McMahon did not admit to or deny the SEC’s findings, but he agreed to pay a $400,000 civil penalty and reimburse WWE for about $1.33 million, according to SEC officials.
“Company executives cannot enter into material agreements on behalf of the company they serve and withhold that information from the company’s control functions and auditor,” Thomas P. Smith Jr., associate regional director in the SEC’s New York regional office, said in a written statement.
In his own statement, McMahon said, “there was never anything more to this than minor accounting errors with regard to some personal payments that I made several years ago while I was CEO of WWE. I’m thrilled that I can now put all this behind me.”
One of the settlement agreements required McMahon to pay a former employee $3 million in exchange for the former employee’s agreement to not disclose her relationship with McMahon and her release of potential claims against WWE and McMahon, SEC officials said.
While not named in the settlement agreement, the former employee in question is Janel Grant, who worked at the company from 2019 to 2022, her lawyer confirmed. In January 2024, Grant filed a lawsuit alleging that McMahon sexually assaulted and trafficked her. As part of the complaint, Grant said that McMahon breached their nondisclosure agreement by only paying $1 million. McMahon has denied the allegations.
“During his time leading WWE, Vince McMahon acted as if rules did not apply to him,” Ann Callis, Grant’s attorney, said in a statement responding to the McMahon-SEC settlement.
The other agreement obligated McMahon to pay a former WWE independent contractor $7.5 million in exchange for her agreement to not disclose her allegations against McMahon and her release of potential claims against WWE and McMahon, according to SEC officials.
Because McMahon failed to disclose the agreements to WWE, the company “did not evaluate the disclosure implications or the appropriate accounting for these transactions in its financial statements,” SEC officials said. The agency also found that, because the payments required by the agreements were not recorded, WWE overstated its 2018 net income by approximately 8 percent and its 2021 net income by about 2 percent.
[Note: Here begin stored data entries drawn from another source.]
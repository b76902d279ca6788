use crate::config::Settings;
use crate::ingest::provider::SecondaryNewsProvider;
use crate::ingest::types::SecondaryNewsItem;
use anyhow::{bail, Context, Result};
use chrono::{DateTime, Utc};
use serde::Deserialize;

const PROVIDER: &str = "finnhub";
const DEFAULT_BASE_URL: &str = "https://finnhub.io";

#[derive(Debug, Clone)]
pub struct FinnhubClient {
    http: reqwest::Client,
    base_url: String,
    token: String,
}

impl FinnhubClient {
    pub fn new(http: reqwest::Client, base_url: impl Into<String>, token: impl Into<String>) -> Self {
        Self {
            http,
            base_url: base_url.into(),
            token: token.into(),
        }
    }

    /// `None` when no Finnhub token is configured.
    pub fn from_settings(settings: &Settings) -> Result<Option<Self>> {
        let Some(token) = settings.finnhub_api_key.clone() else {
            return Ok(None);
        };
        let base_url = settings
            .finnhub_base_url
            .clone()
            .unwrap_or_else(|| DEFAULT_BASE_URL.to_string());
        Ok(Some(Self::new(settings.http_client()?, base_url, token)))
    }
}

#[async_trait::async_trait]
impl SecondaryNewsProvider for FinnhubClient {
    fn provider_name(&self) -> &'static str {
        PROVIDER
    }

    async fn fetch_general_news(&self) -> Result<Vec<SecondaryNewsItem>> {
        let url = format!("{}/api/v1/news", self.base_url.trim_end_matches('/'));
        let res = self
            .http
            .get(url)
            .query(&[("category", "general"), ("token", self.token.as_str())])
            .send()
            .await
            .map_err(reqwest::Error::without_url)
            .context("Finnhub news request failed")?;

        let status = res.status();
        let text = res
            .text()
            .await
            .map_err(reqwest::Error::without_url)
            .context("failed to read Finnhub response")?;
        if !status.is_success() {
            bail!("Finnhub news HTTP {status}");
        }

        parse_news(&text)
    }
}

#[derive(Debug, Deserialize)]
struct RawNews {
    #[serde(default)]
    headline: String,
    #[serde(default)]
    summary: Option<String>,
    #[serde(default)]
    source: Option<String>,
    #[serde(default)]
    url: String,
    #[serde(default)]
    datetime: Option<i64>,
}

fn parse_news(text: &str) -> Result<Vec<SecondaryNewsItem>> {
    let raw = serde_json::from_str::<Vec<RawNews>>(text)
        .context("Finnhub news response is not an array of articles")?;

    Ok(raw
        .into_iter()
        .filter(|n| !n.headline.trim().is_empty())
        .map(|n| SecondaryNewsItem {
            headline: n.headline.trim().to_string(),
            summary: n.summary.filter(|s| !s.trim().is_empty()),
            source: n.source.filter(|s| !s.trim().is_empty()),
            url: n.url,
            published_at: n
                .datetime
                .filter(|ts| *ts > 0)
                .and_then(|ts| DateTime::<Utc>::from_timestamp(ts, 0)),
        })
        .collect())
}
SEC officials also asserted that McMahon signed management representation letters that were provided to WWE’s auditor that did not disclose either agreement. After learning of those pacts, WWE issued a restatement of its financial statements in August 2022, SEC officials said.
Other legal issues
Grant’s case resumed last month after a six-month stay that was intended to facilitate an investigation of McMahon by the U.S. Attorney’s Office for the Southern District of New York.
“While prosecutors for the Southern District of New York continue their criminal investigation, we look forward to bringing forward new evidence in our civil case about the sexual exploitation Ms. Grant endured at WWE by Vince McMahon and John Laurinaitis,” Callis said.
John Laurinaitis, a former WWE executive, is the other individual named as a defendant in Grant’s lawsuit. An attorney for Laurinaitis denied the allegations against his client, VICE News reported in February 2024.
USAO officials declined to comment on McMahon’s settlement with the SEC. They have also repeatedly declined to comment on the scope of their probe of McMahon.
A day after Grant filed her complaint, McMahon resigned as executive chairman and as a member of the board of directors of TKO Group, WWE’s parent company, which was formed in 2023 through WWE’s merger with mixed martial arts organization UFC.
While he has denied Grant’s allegations, McMahon said in a statement in January 2024 that he decided to resign, “out of respect for the WWE Universe, the extraordinary TKO business,” and all those “who helped make WWE into the global leader it is today.”
McMahon’s exit came about a year after he orchestrated a boardroom takeover at WWE, following his retirement in July 2022. When McMahon retired, WWE’s board of directors was investigating him for alleged misconduct.
Separate from Grant’s case, McMahon and his wife, Linda McMahon, a former WWE CEO and President-elect Donald Trump’s pick to serve as the next U.S. education secretary, are accused in a lawsuit filed last October by several former WWE employees of being aware of a ringside manager’s sexual abuse of the plaintiffs when they were boys several decades ago. An attorney for Vince McMahon denied the allegations.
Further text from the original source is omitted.